Independently, researchers from the Massachusetts Institute of Technology announced in the same issue of Nature Physicsthat they had confirmed the existence of magnetism at the interface between the two materials using an alternative means of measurement.
In a commentary accompanying both papers, Columbia University physicist Andrew J. Millis, who was not involved in the research, wrote that the work could introduce a new class of materials with "interesting, controllable, novel and perhaps useful collective electronic properties." While this goal is far off, he said, the new findings indicate that "the field has passed a crucial milestone."

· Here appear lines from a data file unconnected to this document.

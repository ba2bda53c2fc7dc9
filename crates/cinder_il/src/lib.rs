//! Stack-machine instruction stream.
//!
//! The code generator emits into an [`InstructionSink`]. [`ILBuilder`] is the default sink: it
//! records basic blocks, protected regions, and debug points, then realizes them into a
//! [`RealizedBody`] with final offsets.

pub mod block;
pub mod body;
pub mod builder;
pub mod display;
pub mod opcode;
pub mod operand;
mod realize;
pub mod sink;
pub mod verify;

use cinder_type::Id;

pub use block::{
  BasicBlock, DebugPoint, HandlerGroup, Instruction, LabelTarget, Marker, Position, Region, RegionKind, Terminator,
};
pub use body::{ExceptionRegion, HandlerKind, LocalInfo, LocalScope, RealizedBody, RealizedInstruction, SequencePoint};
pub use builder::ILBuilder;
pub use display::print_il;
pub use opcode::OpCode;
pub use operand::{LocalSlot, Operand, Token};
pub use sink::{InstructionSink, LocalDebugId, LocalDeclaration, MarkerOffset, ScopeKind};
pub use verify::{VerifyError, VerifyResult, verify_body};

pub type BlockId = Id<BasicBlock>;
pub type LabelId = Id<LabelTarget>;
pub type MarkerId = Id<Marker>;
pub type RegionId = Id<Region>;
pub type GroupId = Id<HandlerGroup>;
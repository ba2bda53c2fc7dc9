use std::collections::HashMap;
use std::hash::{Hash, Hasher};
use std::path::PathBuf;

use ahash::AHasher;
use serde::Serialize;

use crate::{BytePosition, Id, Store, span::Span};

/// Identifies a debug document. Sequence points refer to documents through this id.
pub type FileId = Id<SourceDocument>;

impl FileId {
  /// Sentinel for compiler-internal nodes. Never collides with a real document index.
  pub const SYNTHETIC: FileId = FileId::new(u32::MAX);
}

#[derive(Clone, Debug)]
pub struct SourceDocument {
  pub path: PathBuf,
  pub text: String,
  pub line_starts: Vec<BytePosition>,
  /// Content checksum recorded next to sequence points.
  pub checksum: u64,
}

impl SourceDocument {
  pub fn new(
    path: PathBuf,
    text: String,
  ) -> Self {
    let line_starts = compute_line_starts(&text);
    let checksum = checksum_of(&text);
    Self {
      path,
      text,
      line_starts,
      checksum,
    }
  }
}

/// One-based line and column.
#[derive(Copy, Clone, Debug, PartialEq, Eq, Serialize)]
pub struct LineColumn {
  pub line: u32,
  pub column: u32,
}

impl std::fmt::Display for LineColumn {
  fn fmt(
    &self,
    f: &mut std::fmt::Formatter<'_>,
  ) -> std::fmt::Result {
    write!(f, "{}:{}", self.line, self.column)
  }
}

#[derive(Default)]
pub struct SourceMap {
  documents: Store<SourceDocument>,
  by_path: HashMap<PathBuf, FileId>,
}

impl SourceMap {
  pub fn new() -> Self {
    Self::default()
  }

  pub fn add_file<P: Into<PathBuf>>(
    &mut self,
    path: P,
    text: String,
  ) -> FileId {
    let path = path.into();

    if let Some(id) = self.by_path.get(&path) {
      return *id;
    }

    let id = self.documents.alloc(SourceDocument::new(path.clone(), text));
    self.by_path.insert(path, id);
    id
  }

  pub fn add_virtual(
    &mut self,
    label: &str,
    text: String,
  ) -> FileId {
    let path = PathBuf::from(format!("<{}>", label));
    self.documents.alloc(SourceDocument::new(path, text))
  }

  #[inline]
  pub fn get(
    &self,
    id: &FileId,
  ) -> &SourceDocument {
    self.documents.get(id)
  }

  /// Returns `None` for the synthetic document.
  pub fn try_get(
    &self,
    id: &FileId,
  ) -> Option<&SourceDocument> {
    if *id == FileId::SYNTHETIC || id.index() as usize >= self.documents.len() {
      return None;
    }
    Some(self.documents.get(id))
  }

  pub fn line_col(
    &self,
    file: &FileId,
    pos: BytePosition,
  ) -> LineColumn {
    let doc = self.get(file);
    let line = upper_bound_line(&doc.line_starts, pos);
    let line_start = doc.line_starts[line].0 as usize;
    let end = (pos.0 as usize).min(doc.text.len());
    let column = unicode_column(&doc.text.as_bytes()[line_start..end]);

    LineColumn {
      line: line as u32 + 1,
      column: column as u32 + 1,
    }
  }

  pub fn slice(
    &self,
    span: &Span,
  ) -> &str {
    let doc = self.get(&span.file);
    &doc.text[span.start.0 as usize..span.end.0 as usize]
  }

  pub fn snippet(
    &self,
    span: &Span,
  ) -> String {
    let start = self.line_col(&span.file, span.start);
    let doc = self.get(&span.file);
    let line_idx = (start.line - 1) as usize;
    let line_start = doc.line_starts[line_idx].0 as usize;
    let line_end = doc
      .line_starts
      .get(line_idx + 1)
      .map(|p| p.0 as usize)
      .unwrap_or(doc.text.len());

    let line_str = doc.text[line_start..line_end].trim_end_matches(&['\r', '\n'][..]);
    let caret = " ".repeat((start.column - 1) as usize) + &"^".repeat(span.len().max(1));

    format!("{:>4} | {}\n     | {}", start.line, line_str, caret)
  }
}

fn compute_line_starts(text: &str) -> Vec<BytePosition> {
  let mut starts = vec![BytePosition(0)];
  starts.extend(
    text
      .bytes()
      .enumerate()
      .filter(|(_, b)| *b == b'\n')
      .map(|(i, _)| BytePosition(i as u32 + 1)),
  );
  starts
}

fn upper_bound_line(
  starts: &[BytePosition],
  pos: BytePosition,
) -> usize {
  starts.partition_point(|start| start.0 <= pos.0).saturating_sub(1)
}

fn unicode_column(slice: &[u8]) -> usize {
  std::str::from_utf8(slice)
    .map(|s| s.chars().count())
    .unwrap_or(slice.len())
}

fn checksum_of(text: &str) -> u64 {
  let mut hasher = AHasher::default();
  text.hash(&mut hasher);
  hasher.finish()
}
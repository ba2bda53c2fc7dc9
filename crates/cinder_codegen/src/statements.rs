use cinder_bound::{
  BoundExpression, BoundStatement, CatchBlock, LabelSymbolId, LocalSymbol, NoOpFlavor, StatementKind, SwitchCase,
};
use cinder_il::{LabelId, OpCode, ScopeKind};
use cinder_log::log_trc;
use cinder_type::span::Span;

use crate::{
  error::EmitResult,
  generator::{CodeGenerator, EmitStyle, IndirectReturnState, LoopLabels},
};

impl CodeGenerator<'_> {
  pub(crate) fn emit_statement(
    &mut self,
    statement: &BoundStatement,
  ) -> EmitResult {
    match &statement.kind {
      StatementKind::Block { locals, statements } => self.emit_block(locals, statements),
      StatementKind::StatementList(statements) => {
        for statement in statements {
          self.emit_statement(statement)?;
        }
        Ok(())
      },
      StatementKind::Expression(expression) => self.emit_expression(expression, false),
      StatementKind::Return(value) => self.emit_return(statement, value.as_ref()),
      StatementKind::If {
        condition,
        then_branch,
        else_branch,
      } => self.emit_if(condition, then_branch, else_branch.as_deref()),
      StatementKind::Loop { condition, body } => self.emit_loop(condition.as_ref(), body),
      StatementKind::Break => {
        let target = self.innermost_loop().break_label;
        self.sink.emit_branch(OpCode::Br, target);
        Ok(())
      },
      StatementKind::Continue => {
        let target = self.innermost_loop().continue_label;
        self.sink.emit_branch(OpCode::Br, target);
        Ok(())
      },
      StatementKind::Goto(symbol) => {
        let label = self.label_for(*symbol);
        self.sink.emit_branch(OpCode::Br, label);
        Ok(())
      },
      StatementKind::Label(symbol) => {
        let label = self.label_for(*symbol);
        self.sink.mark_label(label);
        Ok(())
      },
      StatementKind::ConditionalGoto {
        condition,
        jump_if_true,
        label,
      } => {
        let label = self.label_for(*label);
        self.emit_cond_branch(condition, label, *jump_if_true)
      },
      StatementKind::SwitchDispatch {
        expression,
        cases,
        default_label,
      } => self.emit_switch_dispatch(expression, cases, *default_label),
      StatementKind::Try {
        try_block,
        catch_blocks,
        finally_block,
      } => self.emit_try(try_block, catch_blocks, finally_block.as_deref()),
      StatementKind::Throw(Some(value)) => {
        self.emit_expression(value, true)?;
        self.sink.emit_throw();
        Ok(())
      },
      StatementKind::Throw(None) => {
        assert!(self.catch_depth > 0, "rethrow outside of a catch block");
        self.sink.emit_rethrow();
        Ok(())
      },
      StatementKind::SequencePoint { point, statement } => {
        self.emit_sequence_point_statement(point, statement.as_deref())
      },
      StatementKind::NoOp(flavor) => {
        self.emit_no_op(*flavor, &statement.span);
        Ok(())
      },
    }
  }

  fn emit_block(
    &mut self,
    locals: &[LocalSymbol],
    statements: &[BoundStatement],
  ) -> EmitResult {
    let scoped = !locals.is_empty();
    if scoped {
      self.sink.open_local_scope(ScopeKind::Variable);
      for local in locals {
        self.define_local(local);
      }
    }

    for statement in statements {
      self.emit_statement(statement)?;
    }

    if scoped {
      self.sink.close_local_scope();
      for local in locals {
        self.free_local(local);
      }
    }

    Ok(())
  }

  /// Direct `ret` outside protected regions; inside one, store into the return temp and jump to
  /// the shared epilogue.
  fn emit_return(
    &mut self,
    statement: &BoundStatement,
    value: Option<&BoundExpression>,
  ) -> EmitResult {
    assert!(self.finally_depth == 0, "return inside a finally block of '{}'", self.method.name);

    if self.try_nesting_level > 0 {
      if let Some(value) = value {
        self.emit_expression(value, true)?;
        let temp = self.lazy_return_temp();
        self.sink.emit_local_store(temp);
      }

      if self.indirect_return_state == IndirectReturnState::NotNeeded {
        log_trc!(self.config, "{}: indirect return needed", self.method.name);
        self.indirect_return_state = IndirectReturnState::Needed;
      }

      let label = self.return_label();
      self.sink.emit_branch(OpCode::Br, label);
      return Ok(());
    }

    // The closing return of a body whose other returns already jump to the epilogue.
    if self.indirect_return_state == IndirectReturnState::Needed && statement.compiler_generated {
      if let Some(value) = value {
        self.emit_expression(value, true)?;
        let temp = self.lazy_return_temp();
        self.sink.emit_local_store(temp);
      }
      self.handle_return();
      return Ok(());
    }

    if let Some(value) = value {
      self.emit_expression(value, true)?;
    }
    self.sink.emit_ret(value.is_some());
    Ok(())
  }

  fn emit_if(
    &mut self,
    condition: &BoundExpression,
    then_branch: &BoundStatement,
    else_branch: Option<&BoundStatement>,
  ) -> EmitResult {
    let else_label = self.sink.define_label();
    self.emit_cond_branch(condition, else_label, false)?;
    self.emit_statement(then_branch)?;

    match else_branch {
      Some(else_branch) => {
        let end_label = self.sink.define_label();
        if self.sink.can_fall_through() {
          self.sink.emit_branch(OpCode::Br, end_label);
        }
        self.sink.mark_label(else_label);
        self.emit_statement(else_branch)?;
        self.sink.mark_label(end_label);
      },
      None => self.sink.mark_label(else_label),
    }

    Ok(())
  }

  /// `while` loops test their condition at the bottom.
  fn emit_loop(
    &mut self,
    condition: Option<&BoundExpression>,
    body: &BoundStatement,
  ) -> EmitResult {
    let continue_label = self.sink.define_label();
    let break_label = self.sink.define_label();

    self.loop_stack.push(LoopLabels {
      continue_label,
      break_label,
    });

    match condition {
      Some(condition) => {
        let body_label = self.sink.define_label();
        self.sink.emit_branch(OpCode::Br, continue_label);
        self.sink.mark_label(body_label);
        self.emit_statement(body)?;
        self.sink.mark_label(continue_label);
        self.emit_cond_branch(condition, body_label, true)?;
      },
      None => {
        self.sink.mark_label(continue_label);
        self.emit_statement(body)?;
        self.sink.emit_branch(OpCode::Br, continue_label);
      },
    }

    self.loop_stack.pop();
    self.sink.mark_label(break_label);
    Ok(())
  }

  fn innermost_loop(&self) -> &LoopLabels {
    self
      .loop_stack
      .last()
      .unwrap_or_else(|| panic!("break or continue outside of a loop in '{}'", self.method.name))
  }

  /// Dense case sets use a jump table; sparse ones a compare chain.
  fn emit_switch_dispatch(
    &mut self,
    expression: &BoundExpression,
    cases: &[SwitchCase],
    default_label: LabelSymbolId,
  ) -> EmitResult {
    let default = self.label_for(default_label);

    let mut sorted: Vec<(i32, LabelId)> = cases
      .iter()
      .map(|case| (case.value, self.label_for(case.label)))
      .collect();
    sorted.sort_by_key(|(value, _)| *value);
    sorted.dedup_by_key(|(value, _)| *value);

    if sorted.is_empty() {
      self.emit_expression(expression, false)?;
      self.sink.emit_branch(OpCode::Br, default);
      return Ok(());
    }

    let low = sorted[0].0 as i64;
    let high = sorted[sorted.len() - 1].0 as i64;
    let range = high - low + 1;

    if sorted.len() >= 3 && range <= 2 * sorted.len() as i64 {
      self.emit_expression(expression, true)?;
      if low != 0 {
        self.sink.emit_int_constant(low as i32);
        self.sink.emit_opcode(OpCode::Sub);
      }

      let mut targets = vec![default; range as usize];
      for (value, label) in &sorted {
        targets[(*value as i64 - low) as usize] = *label;
      }
      self.sink.emit_switch(&targets);
    } else {
      self.emit_expression(expression, true)?;
      let temp = self.allocate_temp(expression.ty, &expression.span);
      self.sink.emit_local_store(temp);
      for (value, label) in &sorted {
        self.sink.emit_local_load(temp);
        self.sink.emit_int_constant(*value);
        self.sink.emit_branch(OpCode::Beq, *label);
      }
      self.free_temp(expression.ty, temp);
    }

    self.sink.emit_branch(OpCode::Br, default);
    Ok(())
  }

  /// The whole try statement, handlers included, counts as one nesting level.
  fn emit_try(
    &mut self,
    try_block: &BoundStatement,
    catch_blocks: &[CatchBlock],
    finally_block: Option<&BoundStatement>,
  ) -> EmitResult {
    self.try_nesting_level += 1;
    let result = self.emit_try_regions(try_block, catch_blocks, finally_block);
    self.try_nesting_level -= 1;
    result
  }

  /// `try {} catch {} finally {}` becomes a try-catch nested in the try of a try-finally.
  fn emit_try_regions(
    &mut self,
    try_block: &BoundStatement,
    catch_blocks: &[CatchBlock],
    finally_block: Option<&BoundStatement>,
  ) -> EmitResult {
    let nested = !catch_blocks.is_empty() && finally_block.is_some();

    self.sink.open_local_scope(ScopeKind::TryCatchFinally);
    self.sink.open_local_scope(ScopeKind::Try);
    if nested {
      self.emit_try_regions(try_block, catch_blocks, None)?;
    } else {
      self.emit_statement(try_block)?;
    }
    self.sink.close_local_scope();

    if !nested {
      for catch in catch_blocks {
        self.emit_catch(catch)?;
      }
    }

    if let Some(finally_block) = finally_block {
      self.sink.open_local_scope(ScopeKind::Finally);
      self.finally_depth += 1;
      let result = self.emit_statement(finally_block);
      self.finally_depth -= 1;
      result?;
      self.sink.close_local_scope();
    }

    self.sink.close_local_scope();
    Ok(())
  }

  fn emit_catch(
    &mut self,
    catch: &CatchBlock,
  ) -> EmitResult {
    let exception_type = catch
      .exception_type
      .unwrap_or_else(|| self.module.types().object());
    let syntax = catch.body.span.clone();
    let token = self.translate_type(exception_type, &syntax);

    self.sink.open_local_scope(ScopeKind::Catch(token));

    if catch.is_synthesized_async_catch_all {
      assert!(
        self.async_catch_handler.is_none(),
        "'{}' has more than one synthesized catch-all handler",
        self.method.name
      );
      self.async_catch_handler = Some(self.sink.allocate_marker());
    }

    self.catch_depth += 1;
    let result = match &catch.local {
      Some(local) => {
        self.sink.open_local_scope(ScopeKind::Variable);
        self.define_local(local);
        let slot = self.local_slot(local.id);
        self.sink.emit_local_store(slot);
        let result = self.emit_statement(&catch.body);
        self.sink.close_local_scope();
        self.free_local(local);
        result
      },
      None => {
        self.sink.emit_opcode(OpCode::Pop);
        self.emit_statement(&catch.body)
      },
    };
    self.catch_depth -= 1;
    result?;

    self.sink.close_local_scope();
    Ok(())
  }

  fn emit_no_op(
    &mut self,
    flavor: NoOpFlavor,
    span: &Span,
  ) {
    match flavor {
      NoOpFlavor::Default => {
        if self.style == EmitStyle::Debug {
          self.sink.emit_opcode(OpCode::Nop);
        }
      },
      NoOpFlavor::AwaitYieldPoint => {
        assert_eq!(
          self.yield_points.len(),
          self.resume_points.len(),
          "yield point before the previous resume point"
        );
        let marker = self.sink.allocate_marker();
        self.yield_points.push((marker, span.clone()));
      },
      NoOpFlavor::AwaitResumePoint => {
        assert_eq!(
          self.yield_points.len(),
          self.resume_points.len() + 1,
          "resume point without a matching yield point"
        );
        let marker = self.sink.allocate_marker();
        self.resume_points.push(marker);
      },
    }
  }
}
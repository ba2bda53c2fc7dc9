#![allow(dead_code)]

use cinder_bound::{BoundStatement, MethodDescriptor};
use cinder_codegen::{AsyncOffsets, CodeGenerator, CompilationModule, EmitStyle, IndirectReturnState, ModuleTranslator};
use cinder_config::{CinderConfig, CodegenOptions, OptimizationLevel};
use cinder_diagnostics::DiagnosticBag;
use cinder_il::{ILBuilder, OpCode, RealizedBody, print_il, verify_body};
use cinder_type::types::TypeStore;

pub struct CodegenResult {
  pub body: Option<RealizedBody>,
  pub offsets: AsyncOffsets,
  pub diagnostics: DiagnosticBag,
  pub style: EmitStyle,
  pub indirect_return_state: IndirectReturnState,
  pub has_ordinal_table: bool,
  pub stack_local_count: usize,
  pub emits_sequence_points: bool,
}

impl CodegenResult {
  pub fn body(&self) -> &RealizedBody {
    self
      .body
      .as_ref()
      .unwrap_or_else(|| panic!("body was not realized: {:?}", self.diagnostics.codes()))
  }

  pub fn opcodes(&self) -> Vec<OpCode> {
    self.body().opcodes()
  }
}

/// Quiet config so test output is not cluttered by phase logging.
pub fn config(optimization: OptimizationLevel) -> CinderConfig {
  CinderConfig::new_basic(false, vec![], true, 0).with_codegen(CodegenOptions {
    optimization,
    ..CodegenOptions::default()
  })
}

pub fn debug_config() -> CinderConfig {
  config(OptimizationLevel::Debug)
}

pub fn release_config() -> CinderConfig {
  config(OptimizationLevel::Release)
}

pub fn module() -> CompilationModule {
  CompilationModule::new(TypeStore::new())
}

/// Runs one method through the generator. Async methods also resolve their yield offsets.
pub fn generate(
  module: &mut CompilationModule,
  method: &MethodDescriptor,
  body: BoundStatement,
  config: &CinderConfig,
) -> CodegenResult {
  let mut builder = ILBuilder::new(config);
  let mut diagnostics = DiagnosticBag::new();

  let (offsets, style, indirect_return_state, has_ordinal_table, stack_local_count, emits_sequence_points) = {
    let mut generator = CodeGenerator::new(method, body, &mut builder, module, &mut diagnostics, config);
    let offsets = if method.is_async {
      generator.generate_with_offsets()
    } else {
      generator.generate();
      AsyncOffsets::default()
    };
    (
      offsets,
      generator.emit_style(),
      generator.indirect_return_state(),
      generator.has_ordinal_table(),
      generator.stack_locals().map_or(0, |locals| locals.len()),
      generator.emits_sequence_points(),
    )
  };

  CodegenResult {
    body: builder.into_realized(),
    offsets,
    diagnostics,
    style,
    indirect_return_state,
    has_ordinal_table,
    stack_local_count,
    emits_sequence_points,
  }
}

/// IL listing for snapshot comparison.
pub fn format_il(
  module: &CompilationModule,
  result: &CodegenResult,
) -> String {
  print_il(result.body(), module.types())
}

/// Assert the realized body passes the stack verifier.
pub fn assert_verifies(
  result: &CodegenResult,
  returns_value: bool,
) {
  if let Err(errors) = verify_body(result.body(), returns_value) {
    panic!("Expected no verification errors, got: {:?}", errors);
  }
}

SIMES graduate student Julie Bert, the paper's first author, and her colleagues made their observations on a thin film of lanthanum aluminate that had been laid onto a strontium titanate substrate. The structures were grown by researchers working with applied physicist Harold Hwang, who recently moved with his group from the University of Tokyo to join SIMES and now serves as deputy director. The atomic layer where the two oxides meet becomes metallic and allows current to flow with no resistance at temperatures close to absolute zero.
Researchers are starting experiments to see whether anything changes when the material is compressed, or when an electrical field is applied, said Moler. Additional research now must be done, she added, to determine the physical properties that contribute to forming both the magnetism and superconductivity in these oxides.
"Modern technology gives us the amazing ability to grow materials atomic layer by atomic layer," said Moler. "The message of our work is that by doing so we can create new materials with surprising new properties."
The Stanford Institute for Materials and Energy Science, SIMES, is a joint institute of SLAC National Accelerator Laboratory and Stanford University. Research at SIMES is supported in part by the U.S. Department of Energy's Office of Science.